[Task data]
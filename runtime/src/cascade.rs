//! Consultant lifecycle and the reassignment cascade.
//!
//! Deactivating a consultant moves each of its `pending` orders to the
//! least-loaded remaining consultant. Every order is handled in its own
//! transaction under its own aggregate lock, retried on transient failures,
//! and reported individually: one failure never blocks the others.

use serde::Serialize;
use serde_json::json;
use tripdesk_core::notify::{Notification, Template};
use tripdesk_core::types::{Actor, ChangeReason, Consultant, NewItineraryChange, Order, OrderStatus};
use tripdesk_core::{EngineError, OrderStore, Result, StoreTransaction};

use crate::engine::{Engine, activity, require_admin};
use crate::metrics::EngineMetrics;
use crate::orders::payer_of;
use crate::retry::retry_transient;
use crate::scheduler::select_consultant;

/// An order that moved to another consultant.
#[derive(Clone, Debug, PartialEq, Eq, Serialize)]
pub struct Reassignment {
    /// Itinerary the order belongs to
    pub itinerary_code: String,
    /// The order
    pub order_code: String,
    /// Consultant it left
    pub previous_consultant: String,
    /// Consultant it went to
    pub new_consultant: String,
}

/// An order the cascade could not move.
#[derive(Clone, Debug, PartialEq, Eq, Serialize)]
pub struct ReassignmentFailure {
    /// Itinerary the order belongs to
    pub itinerary_code: String,
    /// The order
    pub order_code: String,
    /// Why it failed, after retries
    pub error: String,
    /// Whether a later retry of the cascade may succeed
    pub retryable: bool,
}

/// Per-order result of a cascade.
#[derive(Clone, Debug, Default, PartialEq, Eq, Serialize)]
pub struct CascadeReport {
    /// Deactivated consultant
    pub consultant_code: String,
    /// Orders moved
    pub reassigned: Vec<Reassignment>,
    /// Orders that were no longer pending on this consultant when locked
    pub skipped: Vec<String>,
    /// Orders that could not be moved
    pub failures: Vec<ReassignmentFailure>,
}

impl CascadeReport {
    /// Whether every pending order was handled.
    #[must_use]
    pub fn is_complete(&self) -> bool {
        self.failures.is_empty()
    }
}

enum ItemOutcome {
    Reassigned(Reassignment),
    Skipped,
}

impl<S: OrderStore> Engine<S> {
    /// Deactivate a consultant and reassign its pending orders.
    ///
    /// The flag flip commits first, so the consultant stops receiving new
    /// assignments before the cascade starts. Calling this again for an
    /// inactive consultant re-runs the cascade over whatever is still pending.
    ///
    /// # Errors
    ///
    /// Returns `NotPermitted` for non-admins, `ConsultantNotFound`, or a
    /// storage error from the deactivation itself. Per-order failures are
    /// reported in [`CascadeReport::failures`].
    pub async fn deactivate_consultant(
        &self,
        actor: &Actor,
        consultant_code: &str,
    ) -> Result<CascadeReport> {
        require_admin(actor, "deactivating a consultant")?;
        let now = self.now();

        let (consultant, pending) = self
            .transaction("deactivate_consultant", |mut tx| async move {
                let result: Result<_> = async {
                    let mut consultant = lock_consultant(&mut tx, consultant_code).await?;
                    if consultant.active {
                        consultant.active = false;
                        tx.update_consultant(&consultant).await?;
                        tx.record_activity(&activity(
                            actor,
                            &consultant.code,
                            "consultant.deactivated",
                            &consultant.code,
                            now,
                        ))
                        .await?;
                    }
                    let mut pending = Vec::new();
                    for order in tx.pending_orders_for_consultant(consultant.id).await? {
                        let itinerary_code = tx
                            .itinerary_by_id(order.itinerary_id)
                            .await?
                            .map(|itinerary| itinerary.code)
                            .unwrap_or_default();
                        pending.push((order, itinerary_code));
                    }
                    Ok((consultant, pending))
                }
                .await;
                (tx, result)
            })
            .await?;

        tracing::info!(
            consultant = %consultant.code,
            pending_orders = pending.len(),
            "Consultant deactivated, reassigning pending orders"
        );

        let mut report = CascadeReport {
            consultant_code: consultant.code.clone(),
            ..CascadeReport::default()
        };

        for (order, itinerary_code) in pending {
            let outcome = retry_transient(&self.config.cascade_retry, &order.code, || {
                self.reassign_order(actor, &consultant, &order, &itinerary_code)
            })
            .await;

            match outcome {
                Ok(ItemOutcome::Reassigned(moved)) => {
                    EngineMetrics::reassignment("reassigned");
                    report.reassigned.push(moved);
                }
                Ok(ItemOutcome::Skipped) => {
                    EngineMetrics::reassignment("skipped");
                    report.skipped.push(order.code);
                }
                Err(error) => {
                    EngineMetrics::reassignment("failed");
                    tracing::error!(
                        consultant = %consultant.code,
                        order = %order.code,
                        %error,
                        "Reassignment failed"
                    );
                    report.failures.push(ReassignmentFailure {
                        itinerary_code,
                        order_code: order.code,
                        retryable: error.is_retryable(),
                        error: error.to_string(),
                    });
                }
            }
        }

        tracing::info!(
            consultant = %consultant.code,
            reassigned = report.reassigned.len(),
            skipped = report.skipped.len(),
            failed = report.failures.len(),
            "Reassignment cascade finished"
        );
        Ok(report)
    }

    /// Move one order off `from`, under the order's aggregate lock.
    async fn reassign_order(
        &self,
        actor: &Actor,
        from: &Consultant,
        order: &Order,
        itinerary_code: &str,
    ) -> Result<ItemOutcome> {
        let now = self.now();
        let filter = self.candidate_filter(vec![from.id])?;

        let (outcome, notifications) = self
            .transaction("reassign_order", |mut tx| async move {
                let result: Result<_> = async {
                    tx.lock_aggregate(order.itinerary_id).await?;
                    let Some(mut locked) = tx.order_by_itinerary(order.itinerary_id).await? else {
                        return Ok((ItemOutcome::Skipped, Vec::new()));
                    };
                    if locked.id != order.id
                        || locked.status != OrderStatus::Pending
                        || locked.consultant_id != from.id
                    {
                        return Ok((ItemOutcome::Skipped, Vec::new()));
                    }

                    let to = select_consultant(&mut tx, &filter).await?;
                    locked.consultant_id = to.id;
                    locked.updated_at = now;
                    tx.update_order(&locked).await?;
                    tx.append_itinerary_change(NewItineraryChange {
                        itinerary_id: locked.itinerary_id,
                        previous_consultant_id: Some(from.id),
                        new_consultant_id: to.id,
                        reason: ChangeReason::Admin,
                        created_at: now,
                    })
                    .await?;

                    let payer = payer_of(&mut tx, &locked).await?;
                    tx.record_activity(&activity(
                        actor,
                        &payer.code,
                        "order.reassigned",
                        &locked.code,
                        now,
                    ))
                    .await?;

                    let notification = Notification::new(
                        vec![to.email.clone(), payer.email.clone()],
                        Template::ConsultantReassigned,
                        json!({
                            "order_code": locked.code,
                            "itinerary_code": itinerary_code,
                            "previous_consultant_name": from.name,
                            "consultant_name": to.name,
                            "payer_name": payer.name,
                        }),
                    );
                    let moved = Reassignment {
                        itinerary_code: itinerary_code.to_string(),
                        order_code: locked.code,
                        previous_consultant: from.code.clone(),
                        new_consultant: to.code,
                    };
                    Ok((ItemOutcome::Reassigned(moved), vec![notification]))
                }
                .await;
                (tx, result)
            })
            .await?;

        if let ItemOutcome::Reassigned(moved) = &outcome {
            tracing::info!(
                order = %moved.order_code,
                from = %moved.previous_consultant,
                to = %moved.new_consultant,
                "Order reassigned"
            );
        }
        self.dispatch(notifications);
        Ok(outcome)
    }

    /// Put a consultant back into the assignment pool.
    ///
    /// Orders moved away during deactivation stay where they are.
    ///
    /// # Errors
    ///
    /// Returns `NotPermitted` for non-admins or `ConsultantNotFound`.
    pub async fn reactivate_consultant(
        &self,
        actor: &Actor,
        consultant_code: &str,
    ) -> Result<Consultant> {
        require_admin(actor, "reactivating a consultant")?;
        let now = self.now();

        let consultant = self
            .transaction("reactivate_consultant", |mut tx| async move {
                let result: Result<_> = async {
                    let mut consultant = lock_consultant(&mut tx, consultant_code).await?;
                    if !consultant.active {
                        consultant.active = true;
                        consultant.last_seen_at = Some(now);
                        tx.update_consultant(&consultant).await?;
                        tx.record_activity(&activity(
                            actor,
                            &consultant.code,
                            "consultant.reactivated",
                            &consultant.code,
                            now,
                        ))
                        .await?;
                    }
                    Ok(consultant)
                }
                .await;
                (tx, result)
            })
            .await?;

        tracing::info!(consultant = %consultant.code, "Consultant reactivated");
        Ok(consultant)
    }

    /// Record consultant activity for the scheduler's activity window.
    ///
    /// Only `last_seen_at` is written; a concurrent deactivation stays in
    /// effect.
    ///
    /// # Errors
    ///
    /// Returns `ConsultantNotFound` for unknown codes.
    pub async fn touch_consultant(&self, consultant_code: &str) -> Result<Consultant> {
        let now = self.now();
        self.transaction("touch_consultant", |mut tx| async move {
            let result = tx
                .touch_consultant(consultant_code, now)
                .await
                .map_err(EngineError::from)
                .and_then(|touched| {
                    touched.ok_or_else(|| EngineError::ConsultantNotFound {
                        code: consultant_code.to_string(),
                    })
                });
            (tx, result)
        })
        .await
    }

    /// Pending orders currently assigned to a consultant.
    ///
    /// # Errors
    ///
    /// Returns `ConsultantNotFound` for unknown codes.
    pub async fn consultant_workload(&self, consultant_code: &str) -> Result<Vec<Order>> {
        self.transaction("consultant_workload", |mut tx| async move {
            let result: Result<_> = async {
                let consultant = find_consultant(&mut tx, consultant_code).await?;
                Ok(tx.pending_orders_for_consultant(consultant.id).await?)
            }
            .await;
            (tx, result)
        })
        .await
    }
}

async fn lock_consultant<Tx: StoreTransaction>(tx: &mut Tx, code: &str) -> Result<Consultant> {
    tx.lock_consultant(code)
        .await?
        .ok_or_else(|| EngineError::ConsultantNotFound {
            code: code.to_string(),
        })
}

async fn find_consultant<Tx: StoreTransaction>(tx: &mut Tx, code: &str) -> Result<Consultant> {
    tx.consultant_by_code(code)
        .await?
        .ok_or_else(|| EngineError::ConsultantNotFound {
            code: code.to_string(),
        })
}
[/Task data]
■ Task directions:
How many of the lines above include the word "EngineError"? Give that number without comment.

■ Answer section:
5